= Burren Action Group =

Late 20th century campaign group in County Clare, Ireland

The Burren Action Group was a group of people from County Clare in Ireland who opposed plans during the 1990s by the Office of Public Works to develop a large scale interpretative centre at Mullaghmore in the local Burren area.

==Goal==
The Group was a collective of concerned locals who saw themselves as fighting to maintain the natural integrity of the landscape and to protect the environment from elements of the Government of Ireland which did not understand what was at stake. They also felt that the Burren and the area of Mullaghmore formed a "sacred site" and holy ground that needed to be defended in a country whose sites of profound historical importance were rapidly disappearing.

==History==
In 1992/1993 seven members of the group lodged a complaint against the project with the Irish High Court, which resulted in work being stopped. These seven included local farmers like James Howard and Patrick McCormack, priest Fr John O’Donohue, poet Brian Mooney and academic Emer Colleran, as well as media figures like the producer P.J. Curtis and Lelia Doolan. The Burren Action Group was also supported by leftist politicians like Brigid Makowski.
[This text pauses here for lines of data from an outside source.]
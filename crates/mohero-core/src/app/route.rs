//! Page routes and the access guard in front of them.

use serde::{Deserialize, Serialize};

use super::store::AppState;

#[derive(Debug, Clone, Copy, PartialEq, Eq, Serialize, Deserialize)]
#[serde(rename_all = "lowercase")]
pub enum Route {
    Home,
    Login,
    Programs,
    Dashboard,
}

impl Route {
    pub fn path(&self) -> &'static str {
        match self {
            Route::Home => "/",
            Route::Login => "/login",
            Route::Programs => "/programs",
            Route::Dashboard => "/dashboard",
        }
    }

    pub fn from_path(path: &str) -> Option<Self> {
        match path.trim_end_matches('/') {
            "" => Some(Route::Home),
            "/login" => Some(Route::Login),
            "/programs" => Some(Route::Programs),
            "/dashboard" => Some(Route::Dashboard),
            _ => None,
        }
    }
}

/// Where a request for `requested` actually lands given `state`.
///
/// - signed out: only Home and Login are reachable
/// - signed in on Login: sent on to Dashboard, or Programs without a program
/// - Dashboard without an active program: Programs
pub fn guard(requested: Route, state: &AppState) -> Route {
    let signed_in = state.auth.is_signed_in();
    let landing = if state.has_active_program() {
        Route::Dashboard
    } else {
        Route::Programs
    };

    match requested {
        Route::Home => Route::Home,
        Route::Login if signed_in => landing,
        Route::Login => Route::Login,
        _ if !signed_in => Route::Login,
        Route::Programs => Route::Programs,
        Route::Dashboard => landing,
    }
}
Following about ten years of opposition, the group was finally successful in March 2000. An Bord Pleanála confirmed the ruling by the Clare County Council to refuse planning permission for a scaled-down version of the original plans.
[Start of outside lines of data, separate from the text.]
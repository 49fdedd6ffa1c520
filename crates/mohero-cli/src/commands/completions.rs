use clap::CommandFactory;
use clap_complete::Shell;

use super::CliResult;
use crate::Cli;

pub fn run(shell: Shell) -> CliResult {
    let mut cmd = Cli::command();
    let name = cmd.get_name().to_string();
    clap_complete::generate(shell, &mut cmd, name, &mut std::io::stdout());
    Ok(())
}
//! Built-in programs seeded into an empty catalog.

use super::{DayDefinition, Difficulty, ExerciseDefinition, Program, ProgramDefinition};
use crate::ritual::ExerciseKind;

/// Returns all built-in program definitions.
pub fn builtin_programs() -> Vec<ProgramDefinition> {
    vec![awakening(), core_forge(), legend_trial()]
}

struct Move {
    name: &'static str,
    kind: ExerciseKind,
    base: u32,
    step: u32,
}

const fn reps(name: &'static str, base: u32, step: u32) -> Move {
    Move {
        name,
        kind: ExerciseKind::Reps,
        base,
        step,
    }
}

const fn hold(name: &'static str, base: u32, step: u32) -> Move {
    Move {
        name,
        kind: ExerciseKind::Duration,
        base,
        step,
    }
}

/// Build a program whose targets grow by `step` per training day. Every
/// seventh day is a light recovery day with a single stretch.
fn progressive(program: Program, moves: &[Move]) -> ProgramDefinition {
    let days = (1..=program.duration_days)
        .map(|day| {
            if day % 7 == 0 {
                return DayDefinition {
                    day,
                    title: format!("Day {day} - Recovery"),
                    description: Some("Light mobility to let the body rebuild.".to_string()),
                    exercises: vec![ExerciseDefinition {
                        id: None,
                        name: "Full-body stretch".to_string(),
                        description: None,
                        kind: ExerciseKind::Duration,
                        target: 120,
                        media_refs: Vec::new(),
                    }],
                };
            }

            let exercises = moves
                .iter()
                .map(|m| ExerciseDefinition {
                    id: None,
                    name: m.name.to_string(),
                    description: None,
                    kind: m.kind,
                    target: m.base + m.step * (day - 1),
                    media_refs: Vec::new(),
                })
                .collect();

            DayDefinition {
                day,
                title: format!("Day {day}"),
                description: None,
                exercises,
            }
        })
        .collect();

    ProgramDefinition { program, days }
}

fn awakening() -> ProgramDefinition {
    progressive(
        Program {
            id: "hero-awakening".to_string(),
            name: "Hero Awakening".to_string(),
            description: "A gentle first week to build the daily habit.".to_string(),
            duration_days: 7,
            difficulty: Difficulty::Easy,
            focus_tags: vec!["habit".to_string(), "mobility".to_string()],
            image: None,
        },
        &[
            reps("Squats", 10, 2),
            reps("Knee push-ups", 5, 1),
            hold("Plank", 20, 5),
        ],
    )
}

fn core_forge() -> ProgramDefinition {
    progressive(
        Program {
            id: "core-forge".to_string(),
            name: "Core Forge".to_string(),
            description: "Two weeks focused on trunk strength and stability.".to_string(),
            duration_days: 14,
            difficulty: Difficulty::Medium,
            focus_tags: vec!["core".to_string(), "strength".to_string()],
            image: None,
        },
        &[
            reps("Crunches", 15, 2),
            reps("Leg raises", 10, 1),
            hold("Plank", 40, 5),
            hold("Side plank", 20, 3),
        ],
    )
}

fn legend_trial() -> ProgramDefinition {
    progressive(
        Program {
            id: "legend-trial".to_string(),
            name: "Legend Trial".to_string(),
            description: "Three demanding weeks of full-body conditioning.".to_string(),
            duration_days: 21,
            difficulty: Difficulty::Hard,
            focus_tags: vec!["endurance".to_string(), "strength".to_string(), "cardio".to_string()],
            image: None,
        },
        &[
            reps("Burpees", 10, 1),
            reps("Push-ups", 20, 2),
            reps("Jump squats", 20, 2),
            hold("Wall sit", 45, 5),
        ],
    )
}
In 2012, James Howard and Patrick McCormack, the latter owner of the house that featured as the parochial house in the Father Ted TV show, once again opposed a new application to construct a car park at the site of the planned visitors' centre.

==Fundraising==
The Burren Action Group compiled a music album in the early 1990s, entitled Music in the Stone to raise money to save Mullaghmore because "...the wheels of greed are rolling towards it"; contributing artists included Luka Bloom, Sharon Shannon and Loreena McKennitt.